Louis Thiévin was an excellent carpenter and farmed near Benson. He retired in Benson and died after a struggle with lung cancer at Estevan in 1958. Louise-Marie died in Estevan in 1974. These were two of the nicest of people ever put on the planet. I have several memories.

Since Grandma disapproved of alcohol, Grandpa would take guests out to his workshop. There, hidden away, were the libations they sought, and for as long as I remember, he never was without. I also remember Grandma tripping people as they went in and out of the kitchen at the New Year's Day celebration that they always held at their home. Possibly she also liked to drink a bit, but would never, ever let it be known. Both were hard-working and fun-loving people who will always be remembered.


Marie-Louise Thievin Louis and Marie-Louise Thievin with Cote in-laws
Marie-Louise Côté at 17 (1908), the year before her marriage to Louis Thiévin. Louis Thiévin and Côté in-laws:  At the centre of this photo is Louis, and immediately below him and to our left is Marie-Louise Côté holding, presumably, their first born, Albert Thiévin.




Subsequent generations The tenth and subsequent generations
(offspring of Marie-Louise Côté with non-Côté surnames)


My siblings and I, born in the 1950s and 60s, represent the tenth generation of Jean Côté since his arrival in Canada nearly 400 years ago. By 2003, 14 or more generations that led to our specific family had been propagated. In truth, however, it's possible that other children of Jean Côté propagated even more generations. The long and winding roads that led Jean Côté's other children into the 21st century might well differ, but we will probably never know who they are or what role they play in the Côté mosaic. The research on these pages, of course, focuses only on the Côté descendants who led to my immediate family.

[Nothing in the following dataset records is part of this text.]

use serde::{Deserialize, Serialize};
use utoipa::ToSchema;

/// Response envelope: `data` on success, `error` on failure
#[derive(Debug, Serialize, Deserialize, ToSchema)]
pub struct ApiResponse<T> {
    pub success: bool,
    #[serde(skip_serializing_if = "Option::is_none")]
    pub data: Option<T>,
    #[serde(skip_serializing_if = "Option::is_none")]
    pub error: Option<ApiError>,
}

#[derive(Debug, Clone, Serialize, Deserialize, ToSchema)]
pub struct ApiError {
    pub code: String,
    pub message: String,
}

impl<T> ApiResponse<T> {
    pub fn success(data: T) -> Self {
        Self {
            success: true,
            data: Some(data),
            error: None,
        }
    }
}

impl ApiResponse<()> {
    pub fn error(code: impl Into<String>, message: impl Into<String>) -> Self {
        ApiResponse {
            success: false,
            data: None,
            error: Some(ApiError {
                code: code.into(),
                message: message.into(),
            }),
        }
    }
}
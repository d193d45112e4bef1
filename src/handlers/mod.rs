pub mod checkout;
pub mod coupon;
pub mod tournament;

pub use checkout::checkout_config;
pub use coupon::coupon_config;
pub use tournament::tournament_config;

/// All `/api/v1` route groups
pub fn api_config(cfg: &mut actix_web::web::ServiceConfig) {
    cfg.configure(coupon_config)
        .configure(checkout_config)
        .configure(tournament_config);
}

There has been a dramatic difference in the rate of proliferation in modern times. Consider this: From 1604 (Jean's birth) to 1891 (Marie-Louise's birth), 287 years and eight generations transpired, averaging 36 years per generation. But grandmother Marie-Louise's offspring produced a whopping five generations between 1913 and 2002, averaging fewer than 18 years per generation — clearly double the rate.

Obviously Marie-Louise's offspring bear as much Côté blood as descendants who still bear the name. The first of these, generation 9, are each of her immediate, surviving children, the first two dying from pneumonia on the harsh prairies. She would eventually have 64 grandchildren (generation 10), and 187 great-grandchildren (generation 11), before her death in 1975. Since then, at least three more generations have emerged.

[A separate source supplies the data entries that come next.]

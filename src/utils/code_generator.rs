use rand::Rng;

const COUPON_CODE_CHARSET: &[u8] = b"ABCDEFGHJKLMNPQRSTUVWXYZ23456789";

/// Generate an upper-case coupon code of `len` characters.
/// Look-alike characters (0/O, 1/I) are left out.
pub fn generate_coupon_code(len: usize) -> String {
    let mut rng = rand::thread_rng();
    (0..len)
        .map(|_| COUPON_CODE_CHARSET[rng.gen_range(0..COUPON_CODE_CHARSET.len())] as char)
        .collect()
}
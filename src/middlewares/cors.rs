use actix_cors::Cors;

/// An empty origin list allows any origin (local development)
pub fn create_cors(allowed_origins: &[String]) -> Cors {
    let cors = if allowed_origins.is_empty() {
        Cors::default().allowed_origin_fn(|_, _req_head| true)
    } else {
        allowed_origins
            .iter()
            .fold(Cors::default(), |cors, origin| cors.allowed_origin(origin))
    };

    cors.allowed_methods(vec!["GET", "POST", "PUT", "DELETE", "OPTIONS"])
        .allow_any_header()
        .max_age(3600)
}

My father Aime was among Marie-Louise's many children in the ninth generation. He married Bernadette Dubreuil in 1945, daughter of Francois Dubreuil and Rose Montes. Their children were me (Tom), Richard, Denis, Jim, Charlotte, Francis, Marie, Dianne, Marcel, and Jacqueline.

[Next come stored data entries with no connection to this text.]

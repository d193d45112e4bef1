use chrono::{DateTime, Utc};
use rust_decimal::Decimal;
use serde::{Deserialize, Serialize};
use utoipa::ToSchema;

use crate::entities::payment_entity;

/// Course purchase submitted by the payment collaborator once the charge succeeded
#[derive(Debug, Clone, Serialize, Deserialize, ToSchema)]
pub struct CheckoutRequest {
    pub user_id: i64,
    pub course_id: i64,
    /// Category of the course; only needed for category-scoped coupons
    #[serde(default)]
    pub category_id: Option<i64>,
    #[schema(value_type = String, example = "120.00")]
    pub amount: Decimal,
    #[serde(default)]
    pub coupon_code: Option<String>,
}

#[derive(Debug, Clone, Serialize, Deserialize, ToSchema)]
pub struct PaymentResponse {
    pub id: i64,
    pub reference: String,
    pub user_id: i64,
    pub course_id: i64,
    #[schema(value_type = String)]
    pub amount: Decimal,
    #[schema(value_type = String)]
    pub discount_amount: Decimal,
    #[schema(value_type = String)]
    pub paid_amount: Decimal,
    pub coupon_code: Option<String>,
    pub created_at: DateTime<Utc>,
}

impl From<payment_entity::Model> for PaymentResponse {
    fn from(m: payment_entity::Model) -> Self {
        PaymentResponse {
            id: m.id,
            reference: m.reference,
            user_id: m.user_id,
            course_id: m.course_id,
            amount: m.amount,
            discount_amount: m.discount_amount,
            paid_amount: m.paid_amount,
            coupon_code: m.coupon_code,
            created_at: m.created_at.unwrap_or_else(Utc::now),
        }
    }
}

My father served his country in World War II with the Royal Canadian Air Force. He was a wireless operator and flew 28 operations before returning in 1945 to marry Bernadette. He farmed and then ran a garage business in Estevan called Aime's Hillside Service. When his own interest in this waned, he purchased a small resort at Round Lake in the Qu'Appelle Valley called Maple Grove Resort. Both were eventually sold to interests outside the family. Dad was an excellent hunter and trapper, a farmer, mechanic, and businessman. He liked to think of himself as a jack of all trades and master of none, but he was clearly made of survival instincts handed down to him by parents who taught their children to take nothing for granted.



Other Côtés   (who emigrated from France but weren't related to Jean)

Tanguay (a French Compendium of French Canadian Settlers) mentions three or four different Côtés coming from France in the 1700 and 1800 centuries. Jean, or Jehan as he was known, was the earliest of all. He was the ancestor of the majority, if not of all the Côtés whose roots in North America go back three centuries and more.

Jean had been dead several years when Abraham Côté (or Botte) dit Soraká arrived from Dieppe. Abraham was married at the Mountain Indian Mission at Montreal on 14 October 1750 to the Onondaga Marie Aéndea. This man, who may not even have been a Côté (it might have been a dit name) since his children were baptized under the name of Bote or Soraká, left no known descendants apart from his own offspring. It is possible that they assimilated into the aboriginal culture and lost their real name.

In the following century other Côtés appeared: Claude, a native of Lyon, married Françoise-Angélique Pampalon in Québec on 20 July 1724 and remarried there on 20 June 1728 to Marie-Genevieve Baudouin. He had at least 13 children; two of his sons had wives.

Finally, there is another Jean Côté, this one from Languedoc, who probably arrived at the end of the French regime. This Jean married Marie-Francoise Lefebvre at Saint-Constant on 6 June 1768.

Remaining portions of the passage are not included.